3.TVで広告を売っているようなメーカーと違って経営規模が小さすぎる。将来に渡ってメンテが受けられるだろうか
等々、耳の痛い話も聞こえてくる。
実際全国規模でフランチャイズチェーンを組織している企業はこの点をたくみについて建築家にはデザインに専念してもらいコストコントロールは工務店側ですると広告上でも公言している。
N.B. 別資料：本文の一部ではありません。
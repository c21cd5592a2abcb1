//! Test helpers: build AppState and router for integration tests.
//!
//! Every app gets its own temp directory tree and runs the native backend, so
//! no external binaries are needed.

#![allow(dead_code)]

pub mod fixtures;

use async_trait::async_trait;
use axum_test::TestServer;
use pixvault_api::setup::{build_state, routes};
use pixvault_api::AppState;
use pixvault_core::{Config, MediaServerConfig, ResizeRequest, StorageCategory};
use pixvault_processing::{ImageProber, ImageTranscoder, ProcessingResult, Transcoder};
use pixvault_storage::AssetStore;
use std::collections::HashMap;
use std::path::{Path, PathBuf};
use std::sync::atomic::{AtomicUsize, Ordering};
use std::sync::Arc;
use std::time::Duration;
use tempfile::TempDir;

/// Native transcoder that counts how often it actually runs.
pub struct CountingTranscoder {
    inner: ImageTranscoder,
    calls: AtomicUsize,
}

impl CountingTranscoder {
    fn new() -> Self {
        Self {
            inner: ImageTranscoder::new(Duration::from_secs(30)),
            calls: AtomicUsize::new(0),
        }
    }

    pub fn calls(&self) -> usize {
        self.calls.load(Ordering::SeqCst)
    }
}

#[async_trait]
impl Transcoder for CountingTranscoder {
    async fn transcode(
        &self,
        source: &Path,
        destination: &Path,
        resize: ResizeRequest,
    ) -> ProcessingResult<()> {
        self.calls.fetch_add(1, Ordering::SeqCst);
        self.inner.transcode(source, destination, resize).await
    }

    fn name(&self) -> &'static str {
        "counting"
    }
}

/// Test application: server, state, and owned resources.
pub struct TestApp {
    pub server: TestServer,
    pub state: Arc<AppState>,
    pub transcoder: Arc<CountingTranscoder>,
    pub _temp_dir: TempDir,
}

impl TestApp {
    pub fn client(&self) -> &TestServer {
        &self.server
    }

    pub fn transcode_calls(&self) -> usize {
        self.transcoder.calls()
    }

    pub fn category_dir(&self, category: StorageCategory) -> PathBuf {
        self.state.config.upload_dir(category).unwrap().to_path_buf()
    }

    pub fn cache_dir(&self) -> PathBuf {
        self.state.config.cache_dir().to_path_buf()
    }

    pub fn staging_dir(&self) -> PathBuf {
        self.state.config.staging_dir().to_path_buf()
    }
}

fn test_config(root: &Path) -> Config {
    let vars: HashMap<&str, String> = HashMap::from([
        ("UPLOAD_ROOT", root.join("uploads").display().to_string()),
        ("STAGING_DIR", root.join("staging").display().to_string()),
        ("CACHE_DIR", root.join("cache").display().to_string()),
        ("MEDIA_BACKEND", "native".to_string()),
        ("MAX_FILE_SIZE_MB", "1".to_string()),
        ("CACHE_MAX_AGE_SECS", "3600".to_string()),
    ]);
    let media = MediaServerConfig::from_lookup(|key| vars.get(key).cloned())
        .expect("test config should parse");
    Config(Box::new(media))
}

/// Setup a test app over a fresh temp directory.
pub async fn setup_test_app() -> TestApp {
    let temp_dir = TempDir::new().expect("temp dir");
    let config = test_config(temp_dir.path());

    let store = AssetStore::from_config(&config)
        .await
        .expect("storage directories");
    let transcoder = Arc::new(CountingTranscoder::new());
    let state = build_state(
        config.clone(),
        store,
        Arc::new(ImageProber::new()),
        transcoder.clone(),
    );

    let router = routes::setup_routes(&config, state.clone()).expect("routes");
    let server = TestServer::new(router).expect("test server");

    TestApp {
        server,
        state,
        transcoder,
        _temp_dir: temp_dir,
    }
}

/// Number of regular files directly inside `dir`.
pub fn count_files(dir: &Path) -> usize {
    std::fs::read_dir(dir)
        .map(|entries| {
            entries
                .filter_map(Result::ok)
                .filter(|e| e.path().is_file())
                .count()
        })
        .unwrap_or(0)
}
すべての建築家にとってこれらは克服しなくてはならない課題だ。
そもそも建築デザイナーや住宅メーカー工務店の建築士と何が違うか、日頃の行いでこれを示さなければならない。
表面的なデザインは似たようなものでも実は似て非なるもので先に述べたとおり建築主から依頼を受け建築主の権利保護を業務の中心にできる立場と所属する組織の利益追求が目的という立場は決定的に違う。

建築家の立ち位置は極めて脆弱であることは事実である。
しかしこの世界に覚悟を決めて飛び込んできたはずである。ないないづくしの中でとにかく住宅設計に執着して精進している仲間をたくさん知っている。
バーチャル空間で世界中の建築を見ることができるようになった。しかし建築家はネットサーフィンをしているわけではない。
学校教育の時代の基礎知識からから師事した建築家のこと私淑した建築家のことを絶えず研究し更に様々な知識を整理し自分のものにしてきたはずだ。
一時の流行に左右されず常に未来を見据え設計をしているはずだ。建築主以上の知見をより良い方向に導く責任を追っている。

建築デザインを求めに応じ誰にでも売る商売をしているのを建築デザイナーとすれば
建築主の権利保護、更には周辺環境との調和も視野に入れ、近隣関係を醸成する配慮まですることができれば建築家と呼んで良いと思う。